Glen's hopes that he would be sent to a home free of abuse and violence were soon dashed. "There were two convicted paedophiles living in the house," Glen said. Sadly, he was forced to sleep in a room with three adult males and was abused on a regular basis.

Glen eventually started living on the streets of Kings Cross. Here, he was again a target of predators. He was abused at a refuge that was run by paedophiles - a fact he says was known by police and other people in authority. When his girlfriend was murdered, Glen turned to drugs to dull the pain.

Glen found himself in the depths of a heroin addiction - once overdosing three times in one day. He saw many atrocities while living on the streets of Kings Cross and gave evidence at two royal commissions. He spoke about the sexual abuse he experienced as a young boy and the corruption he witnessed by members of the NSW police force.

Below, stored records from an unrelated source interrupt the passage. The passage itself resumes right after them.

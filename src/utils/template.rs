use once_cell::sync::Lazy;
use regex::{Captures, Regex};
use serde_json::Value as JsonValue;

static PLACEHOLDER: Lazy<Regex> = Lazy::new(|| Regex::new(r"\{([^{}]+)\}").unwrap());

/// Walk `value` along a dot-delimited `path`.
///
/// Array elements are addressed by their decimal index.
pub fn reach<'a>(value: &'a JsonValue, path: &str) -> Option<&'a JsonValue> {
    path.split('.').try_fold(value, |node, segment| match node {
        JsonValue::Object(map) => map.get(segment),
        JsonValue::Array(items) => segment.parse::<usize>().ok().and_then(|i| items.get(i)),
        _ => None,
    })
}

/// Replace every `{path}` placeholder in `template` with the value found at
/// `path` inside `context`.
///
/// Missing values and nulls render as the empty string; strings render
/// without quotes; everything else renders as compact JSON.
pub fn reach_template(context: &JsonValue, template: &str) -> String {
    PLACEHOLDER
        .replace_all(template, |caps: &Captures| {
            match reach(context, caps[1].trim()) {
                None | Some(JsonValue::Null) => String::new(),
                Some(JsonValue::String(s)) => s.clone(),
                Some(other) => other.to_string(),
            }
        })
        .into_owned()
}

Glen was instrumental in putting four of the paedophiles who worked at the refuge behind bars. He also wrote a book about his experiences - something he promised one of the perpetrators he would do years before. The abuser told him "you can't even read or write and you're a heroin addict, you'll be dead before you're 21."

However, Glen studied while he was behind bars and proved his abuser wrong. Predators' Paradise is Glen's first book. He is writing a second book and helps other survivors of institutional abuse.

You can purchase a copy of his book here.

Listen to the full live stream here.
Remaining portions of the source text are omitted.